We have become averse to the word hate. We perceive it is always bad to hate. But sometimes it is okay to hate, it is even the righteous thing to do. We are to hate evil, passionately hate it. When we see evil we ought to pray that God will help those under its evil clutches escape. When we see human trafficking, racism, murder of the innocent, misogyny, child slavery, oppression – the list goes on; it is okay to hate. It is called a righteous hatred. We hate the evil and stand against it and side with the victim and fallen. This hatred is far different than when we lash out at the closest person to us because we had a bad day at the office. It is different that the indication we feel when we are slighted or suffer a minor offence. That is plain old hatred and maybe we need to learn tolerance and forgiveness.

So self-hate towards ourselves, hate towards others for unrighteous reasons is not hate that is acceptable, either by God or in society. It is unrighteous hate. We need to develop a hatred that parallels God’s hatred.

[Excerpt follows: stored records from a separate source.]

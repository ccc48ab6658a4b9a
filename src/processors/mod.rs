//! Data processing modules.

pub mod dataset;
pub mod normalizers;
pub mod pipeline;

// Re-export key types for convenience
pub use dataset::{DatasetError, DatasetMatrices, HyperspectralDataset, Matrices, Representation};
pub use normalizers::{GlobalMinMax, Normalizer};
pub use pipeline::{load_and_reshape, PipelineError, Reshaped};
//! Reshape/calibrate pipeline.
//!
//! Crops a region from an ENVI cube, reshapes it to the band-major (L, N)
//! matrix, divides by the per-band gain when a gain table is present, and
//! attaches band wavelengths when a spectral-response table is present.
//!
//! Either table may be missing; the pipeline then proceeds uncalibrated or
//! without wavelengths. The header and image files are mandatory.

use log::{info, warn};
use ndarray::{Array1, Array2};
use thiserror::Error;

use crate::config::{Region, SourceConfig};
use crate::core::loaders::{load_gain_factors, load_wavelengths, read_subregion, LoaderError};
use crate::core::transforms::{apply_gain, check_wavelengths, cube_to_band_major, TransformError};

/// Errors that can occur while running the pipeline.
#[derive(Debug, Error)]
pub enum PipelineError {
    #[error(transparent)]
    Loader(#[from] LoaderError),

    #[error(transparent)]
    Transform(#[from] TransformError),
}

/// Result type for pipeline operations.
pub type Result<T> = std::result::Result<T, PipelineError>;

/// Output of the pipeline.
#[derive(Debug, Clone)]
pub struct Reshaped {
    /// Band-major data matrix, shape (L, N).
    pub y: Array2<f64>,
    /// Region height (lines).
    pub h: usize,
    /// Region width (samples).
    pub w: usize,
    /// Number of bands.
    pub l: usize,
    /// Number of pixels, `h * w`.
    pub n: usize,
    /// Band centres in nm, if a spectral-response table was found.
    pub wavelengths: Option<Array1<f64>>,
    /// Whether gain correction was applied.
    pub gain_applied: bool,
}

impl Reshaped {
    /// The `(Y, H, W, L, N)` tuple.
    pub fn into_parts(self) -> (Array2<f64>, usize, usize, usize, usize) {
        (self.y, self.h, self.w, self.l, self.n)
    }
}

/// Run the pipeline for one region of the configured source.
///
/// # Arguments
///
/// * `source` - Paths of the cube and calibration tables
/// * `region` - Half-open row/column window to extract
///
/// # Errors
///
/// Fails if the header or image is missing or malformed, the region is out
/// of bounds, a present calibration table cannot be parsed, or a table does
/// not have one entry per band.
pub fn load_and_reshape(source: &SourceConfig, region: &Region) -> Result<Reshaped> {
    let cube = read_subregion(source.header_path(), source.image_path(), region)?;

    let (h, w, l) = cube.dim();
    let n = h * w;
    let mut y = cube_to_band_major(&cube);
    drop(cube);

    info!(
        "Extracted rows {:?} cols {:?}: {} lines x {} samples x {} bands ({} pixels)",
        region.rows, region.cols, h, w, l, n
    );

    let gain_path = source.gain_path();
    let gain_applied = if gain_path.exists() {
        let gain = load_gain_factors(&gain_path)?;
        apply_gain(&mut y, gain.view())?;
        info!("Applied gain correction from {}", gain_path.display());
        true
    } else {
        warn!(
            "Gain file {} not found, continuing without gain correction",
            gain_path.display()
        );
        false
    };

    let spc_path = source.spectral_response_path();
    let wavelengths = if spc_path.exists() {
        let wavelengths = load_wavelengths(&spc_path)?;
        check_wavelengths(wavelengths.view(), l)?;
        info!("Loaded band wavelengths from {}", spc_path.display());
        Some(wavelengths)
    } else {
        warn!(
            "Spectral response file {} not found, wavelengths unavailable",
            spc_path.display()
        );
        None
    };

    Ok(Reshaped {
        y,
        h,
        w,
        l,
        n,
        wavelengths,
        gain_applied,
    })
}
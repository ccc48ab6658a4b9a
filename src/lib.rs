//! Hyperspectral cube preparation for spectral-unmixing experiments.
//!
//! This crate provides tools for:
//! - Parsing ENVI headers and reading rectangular regions of raw cubes
//! - Reshaping a region into the band-major (bands x pixels) matrix
//! - Gain calibration and wavelength recovery from two-column tables
//! - A dataset container with placeholder endmembers and abundances
//! - Writing estimates to NPZ and labelled endmembers to JSON
//!
//! # Example
//!
//! ```no_run
//! use hsi_prep::{HyperspectralDataset, PipelineConfig};
//!
//! let config = PipelineConfig::from_yaml("hsi-prep.yaml").unwrap();
//! let hsi = HyperspectralDataset::load(&config).unwrap();
//! println!("{hsi}");
//! ```

pub mod cli;
pub mod config;
pub mod core;
pub mod processors;

pub use config::{DatasetConfig, NormalizerKind, OutputConfig, PipelineConfig, Region, SourceConfig};
pub use processors::dataset::{HyperspectralDataset, Representation};

/// Crate version
pub const VERSION: &str = env!("CARGO_PKG_VERSION");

When we think of God’s hatred, we must remember that although God hates evil and evildoers, he still sent Jesus Christ to this world to reconcile us back to Him. “For God demonstrated his love to us, while we were still sinners, Christ died for us.” (Romans 5:8) Are we capable of that kind of righteous hatred while loving ultimately?

Fearful Self-Reflection

The Psalmist is not just some self-righteous snob. He is not arrogant for he recognises that he could also succumb to adopting an evil mindset or acting against God and his creation. Thus, he calls out to God and says, (my words); Lord God, I could fall prey to that too. I pray that you, God, will search my heart and if I have any hint of evil in me, lead me away from it, lead me to the way everlasting.

The Psalmist had a realistic expectation of what his body and mind can do. He knows that all have fallen short of the Glory of God. He knows he needs help from God lest he too become a godless hater.

All scripture is written for our benefit. Our takeaway today is that we, like God, should hate sin, love righteousness, and love the God who loves us.